Notre dernier diner fut, si l'on peut s'exprimer ainsi, à la fois gai et triste. Quantité de poignées de main cordiales furent échangées au dessert, et nous nous donnâmes tous rendez-vous en Italie, pour l'inauguration du tunnel du Mont-Cenis, en 1872. Nos amis. italiens nous firent promettre, bien sérieusement, d'y assister; et plus d'un toast fut porté à l'espoir d'une prochaine rencontre.

Je n'étonnerai personne en disant que notre excellent ami le docteur prit la parole le dernier, et se rendit l'interprête des sentiments de tous, en portant, avec une émotion mal dissimulée, la santé de nos compagnes de voyage.

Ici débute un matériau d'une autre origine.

//! Shared UI components

pub mod avatar;
pub mod button;
pub mod confirm_member_action;
pub mod dialog_shell;
pub mod error_display;
pub mod icons;
pub mod text_input;

pub use avatar::{InitialAvatar, MemberAvatar};
pub use button::{Button, ButtonSize, ButtonVariant, ChromelessButton};
pub use confirm_member_action::{ActionOutcome, ConfirmMemberActionView};
pub use dialog_shell::DialogShell;
pub use error_display::ErrorBanner;
pub use icons::{UsersIcon, XIcon};
pub use text_input::{TextInput, TextInputSize};
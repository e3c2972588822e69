//! Icon components using Lucide icon set (https://lucide.dev)
//!
//! All icons use stroke="currentColor" so they inherit text color from Tailwind classes.
//! Default size is w-4 h-4, override with the `class` prop.

use dioxus::prelude::*;

/// X icon (close)
#[component]
pub fn XIcon(#[props(default = "w-4 h-4")] class: &'static str) -> Element {
    rsx! {
        svg {
            class: "{class}",
            xmlns: "http://www.w3.org/2000/svg",
            view_box: "0 0 24 24",
            fill: "none",
            stroke: "currentColor",
            stroke_width: "2",
            stroke_linecap: "round",
            stroke_linejoin: "round",
            path { d: "M18 6 6 18" }
            path { d: "m6 6 12 12" }
        }
    }
}

/// Users icon (two people)
#[component]
pub fn UsersIcon(#[props(default = "w-4 h-4")] class: &'static str) -> Element {
    rsx! {
        svg {
            class: "{class}",
            xmlns: "http://www.w3.org/2000/svg",
            view_box: "0 0 24 24",
            fill: "none",
            stroke: "currentColor",
            stroke_width: "2",
            stroke_linecap: "round",
            stroke_linejoin: "round",
            path { d: "M16 21v-2a4 4 0 0 0-4-4H6a4 4 0 0 0-4 4v2" }
            circle { cx: "9", cy: "7", r: "4" }
            path { d: "M22 21v-2a4 4 0 0 0-3-3.87" }
            path { d: "M16 3.13a4 4 0 0 1 0 7.75" }
        }
    }
}
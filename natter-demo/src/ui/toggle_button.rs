//! Toggle button component

use dioxus::prelude::*;

/// A pill-style toggle button with selected state
#[component]
pub fn ToggleButton(
    selected: bool,
    onclick: EventHandler<()>,
    label: &'static str,
) -> Element {
    let class = if selected {
        "px-3 py-1.5 text-sm rounded bg-blue-600 text-white"
    } else {
        "px-3 py-1.5 text-sm rounded bg-gray-700 text-gray-300 hover:bg-gray-600"
    };

    rsx! {
        button {
            class,
            onclick: move |_| onclick.call(()),
            "{label}"
        }
    }
}
//! Shared chrome for the demo app pages

use crate::ui::LangSwitcher;
use crate::Route;
use dioxus::prelude::*;
use natter_ui::UsersIcon;

#[component]
pub fn DemoLayout() -> Element {
    let route = use_route::<Route>();
    let roster_class = if matches!(route, Route::Roster {}) {
        "text-white font-medium"
    } else {
        "text-gray-400 hover:text-white transition-colors"
    };

    rsx! {
        div { class: "min-h-screen bg-gray-900 text-white",
            header { class: "bg-gray-800 border-b border-gray-700",
                div { class: "max-w-4xl mx-auto px-6 py-3 flex items-center gap-6",
                    Link {
                        class: "flex items-center gap-2 text-white font-semibold",
                        to: Route::MockIndex {},
                        UsersIcon { class: "w-5 h-5" }
                        "natter demo"
                    }
                    nav { class: "flex items-center gap-4 text-sm",
                        Link { class: "{roster_class}", to: Route::Roster {}, "Roster" }
                    }
                    div { class: "ml-auto", LangSwitcher {} }
                }
            }
            Outlet::<Route> {}
        }
    }
}
//! Component mocks with interactive controls

mod confirm_dialog;
mod mock_header;
mod roster;

pub use confirm_dialog::ConfirmDialogMock;
pub use mock_header::MockHeader;
pub use roster::RosterMock;
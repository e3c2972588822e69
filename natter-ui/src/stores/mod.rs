//! Store types for UI state management
//!
//! These types hold UI state that can be shared between a real client and
//! the web demo.

pub mod moderation;

pub use moderation::*;
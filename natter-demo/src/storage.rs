//! Local storage helpers

/// Key holding the persisted language code
pub const LANG_KEY: &str = "natter.lang";

pub fn get_storage() -> Option<web_sys::Storage> {
    web_sys::window().and_then(|w| w.local_storage().ok().flatten())
}

pub fn get_string(key: &str) -> Option<String> {
    get_storage().and_then(|s| s.get_item(key).ok().flatten())
}

pub fn set_string(key: &str, value: &str) {
    if let Some(storage) = get_storage() {
        let _ = storage.set_item(key, value);
    }
}
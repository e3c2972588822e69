use dioxus::prelude::*;
use natter_ui::{ActionTarget, ConfirmMemberActionView, GroupMember, Lang, RoomMember};

fn render(app: fn() -> Element) -> String {
    let mut dom = VirtualDom::new(app);
    dom.rebuild_in_place();
    dioxus_ssr::render(&dom)
}

/// The full opening tag (or element) around the first occurrence of `needle`
fn tag_around<'a>(html: &'a str, needle: &str) -> &'a str {
    let at = html.find(needle).expect("needle not in html");
    let start = html[..at].rfind('<').expect("no tag start before needle");
    let end = at + html[at..].find('>').expect("no tag end after needle");
    &html[start..=end]
}

fn mira() -> RoomMember {
    RoomMember {
        user_id: "@mira:natter.chat".to_string(),
        name: "Mira Vance".to_string(),
        avatar_url: Some("https://cdn.natter.chat/avatars/mira.png".to_string()),
    }
}

#[test]
fn test_room_target_shows_name_and_user_id() {
    fn app() -> Element {
        rsx! {
            ConfirmMemberActionView {
                target: ActionTarget::Room(mira()),
                title: "Kick this user?".to_string(),
                action_label: "Kick".to_string(),
                on_complete: move |_| {},
            }
        }
    }

    let html = render(app);
    assert!(html.contains("Mira Vance"));
    assert!(html.contains("@mira:natter.chat"));
    // ">Name" skips the avatar's alt attribute and lands on the text slot
    assert!(tag_around(&html, ">Mira Vance").contains("member-name"));
    assert!(tag_around(&html, "@mira:natter.chat").contains("member-user-id"));
}

#[test]
fn test_room_member_avatar_uses_image_when_set() {
    fn app() -> Element {
        rsx! {
            ConfirmMemberActionView {
                target: ActionTarget::Room(mira()),
                title: "Ban this user?".to_string(),
                action_label: "Ban".to_string(),
                on_complete: move |_| {},
            }
        }
    }

    let html = render(app);
    assert!(html.contains("https://cdn.natter.chat/avatars/mira.png"));
    assert!(html.contains("Avatar for Mira Vance"));
}

#[test]
fn test_room_member_without_avatar_falls_back_to_initial() {
    fn app() -> Element {
        rsx! {
            ConfirmMemberActionView {
                target: ActionTarget::Room(RoomMember {
                    user_id: "@sol:natter.chat".to_string(),
                    name: "sol".to_string(),
                    avatar_url: None,
                }),
                title: "Kick this user?".to_string(),
                action_label: "Kick".to_string(),
                on_complete: move |_| {},
            }
        }
    }

    let html = render(app);
    assert!(!html.contains("<img"));
    assert!(html.contains(">S<")); // uppercased initial placeholder
}

#[test]
fn test_group_target_uses_user_id_for_both_lines() {
    fn app() -> Element {
        rsx! {
            ConfirmMemberActionView {
                target: ActionTarget::Group(GroupMember {
                    user_id: "@rex:natter.chat".to_string(),
                }),
                title: "Remove this user from the community?".to_string(),
                action_label: "Remove from community".to_string(),
                on_complete: move |_| {},
            }
        }
    }

    let html = render(app);
    // Name slot and id slot both carry the user id
    assert_eq!(html.matches("@rex:natter.chat").count(), 2);
    assert!(!html.contains("<img"));
    assert!(html.contains(">R<")); // initial skips the @ sigil
}

#[test]
fn test_reason_field_shown_only_when_asked() {
    fn with_reason() -> Element {
        rsx! {
            ConfirmMemberActionView {
                target: ActionTarget::Room(mira()),
                title: "Kick this user?".to_string(),
                action_label: "Kick".to_string(),
                ask_reason: true,
                on_complete: move |_| {},
            }
        }
    }
    fn without_reason() -> Element {
        rsx! {
            ConfirmMemberActionView {
                target: ActionTarget::Room(mira()),
                title: "Unban this user?".to_string(),
                action_label: "Unban".to_string(),
                on_complete: move |_| {},
            }
        }
    }

    let html = render(with_reason);
    assert!(html.contains("placeholder=\"Reason\""));

    let html = render(without_reason);
    assert!(!html.contains("<input"));
}

#[test]
fn test_autofocus_goes_to_reason_field_when_asked() {
    fn app() -> Element {
        rsx! {
            ConfirmMemberActionView {
                target: ActionTarget::Room(mira()),
                title: "Ban this user?".to_string(),
                action_label: "Ban".to_string(),
                ask_reason: true,
                danger: true,
                on_complete: move |_| {},
            }
        }
    }

    let html = render(app);
    assert_eq!(html.matches("autofocus").count(), 1);
    assert!(tag_around(&html, "autofocus").starts_with("<input"));
}

#[test]
fn test_autofocus_goes_to_confirm_button_otherwise() {
    fn app() -> Element {
        rsx! {
            ConfirmMemberActionView {
                target: ActionTarget::Room(mira()),
                title: "Unban this user?".to_string(),
                action_label: "Unban".to_string(),
                on_complete: move |_| {},
            }
        }
    }

    let html = render(app);
    assert_eq!(html.matches("autofocus").count(), 1);
    assert!(tag_around(&html, "autofocus").starts_with("<button"));
}

#[test]
fn test_danger_styles_only_the_confirm_button() {
    fn dangerous() -> Element {
        rsx! {
            ConfirmMemberActionView {
                target: ActionTarget::Room(mira()),
                title: "Ban this user?".to_string(),
                action_label: "Ban".to_string(),
                danger: true,
                on_complete: move |_| {},
            }
        }
    }
    fn plain() -> Element {
        rsx! {
            ConfirmMemberActionView {
                target: ActionTarget::Room(mira()),
                title: "Ban this user?".to_string(),
                action_label: "Ban".to_string(),
                on_complete: move |_| {},
            }
        }
    }

    let dangerous_html = render(dangerous);
    let plain_html = render(plain);

    assert!(dangerous_html.contains("bg-red-600"));
    assert!(!dangerous_html.contains("bg-indigo-600"));
    assert!(plain_html.contains("bg-indigo-600"));
    assert!(!plain_html.contains("bg-red-600"));

    // The cancel button is untouched by the danger flag
    assert_eq!(
        tag_around(&dangerous_html, "Cancel"),
        tag_around(&plain_html, "Cancel")
    );
    assert!(tag_around(&dangerous_html, "Cancel").contains("bg-gray-700"));
}

#[test]
fn test_dialog_chrome_follows_context_language() {
    fn app() -> Element {
        use_context_provider(|| Signal::new(Lang::De));
        rsx! {
            ConfirmMemberActionView {
                target: ActionTarget::Room(mira()),
                title: "Diesen Benutzer kicken?".to_string(),
                action_label: "Kicken".to_string(),
                ask_reason: true,
                on_complete: move |_| {},
            }
        }
    }

    let html = render(app);
    assert!(html.contains(">Abbrechen<"));
    assert!(html.contains("placeholder=\"Grund\""));
    assert!(html.contains("Dialog schließen"));
}

#[test]
fn test_title_and_action_label_render() {
    fn app() -> Element {
        rsx! {
            ConfirmMemberActionView {
                target: ActionTarget::Room(mira()),
                title: "Ban this user?".to_string(),
                action_label: "Ban".to_string(),
                danger: true,
                on_complete: move |_| {},
            }
        }
    }

    let html = render(app);
    assert!(html.contains(">Ban this user?<"));
    assert!(html.contains(">Ban<")); // confirm button label, distinct from the title
    assert!(html.contains("role=\"dialog\""));
    assert!(html.contains("aria-modal=\"true\""));
}
//! Index of all demo pages

use crate::mocks;
use crate::ui::LinkCard;
use crate::Route;
use dioxus::prelude::*;

#[component]
pub fn MockIndex() -> Element {
    rsx! {
        div { class: "min-h-screen bg-gray-900 text-white p-8",
            div { class: "max-w-4xl mx-auto",
                h1 { class: "text-2xl font-bold mb-6", "natter mocks" }

                h2 { class: "text-lg font-semibold text-gray-300 mb-3", "Demo app" }
                div { class: "grid grid-cols-1 md:grid-cols-2 gap-4 mb-8",
                    LinkCard {
                        to: Route::Roster {},
                        title: "Roster",
                        description: "Room and community rosters wired to the confirmation dialog",
                    }
                }

                h2 { class: "text-lg font-semibold text-gray-300 mb-3", "Components" }
                div { class: "grid grid-cols-1 md:grid-cols-2 gap-4",
                    LinkCard {
                        to: Route::MockConfirmDialog {},
                        title: "ConfirmMemberActionView",
                        description: "Confirmation dialog with every prop on a switch",
                    }
                }
            }
        }
    }
}

#[component]
pub fn Roster() -> Element {
    rsx! {
        mocks::RosterMock {}
    }
}

#[component]
pub fn MockConfirmDialog() -> Element {
    rsx! {
        mocks::ConfirmDialogMock {}
    }
}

« Je bois, dit-il, aux dames qui ont bien voulu nous accompagner dans cette expédition, et qui n'ont pas reculé devant les fatigues de la route pour venir admirer toutes les merveilles de la Haute-Égypte. C'est à leur présence au milieu de nous que nous devons une grande partie du charme de notre voyage. »

Ce toast, me dit tout bas l'ami Marcq, me paraît singulier. Ce fut le mot de la fin.

Le lendemain, à neuf heures du matin, nous arrivions au port de Boulaq, et nous rentrions au Caire. C'était le septième jour depuis notre départ d'Assouan; et nous avions parcouru les 920 kilomètres qui séparent ces deux villes en quarante-huit heures seulement de navigation effective.

Le dernier épisode de notre voyage fut encore un trait d'adresse d'Achmet-Effendi. Au lieu de nous débarquer près d'un quai, le capitaine et lui, réunissant leurs lumières, réussirent à venir amarrer le Béhéra à un chantier de constructions, où les voitures ne pouvaient pas arriver. Il nous fallut faire transporter nos malles à force de bras, à travers les pierres taillées et les décombres, et au milieu d'un régiment tout entier de la garnison, qui se livrait aux ablutions les plus complètes dans les eaux du Nil.....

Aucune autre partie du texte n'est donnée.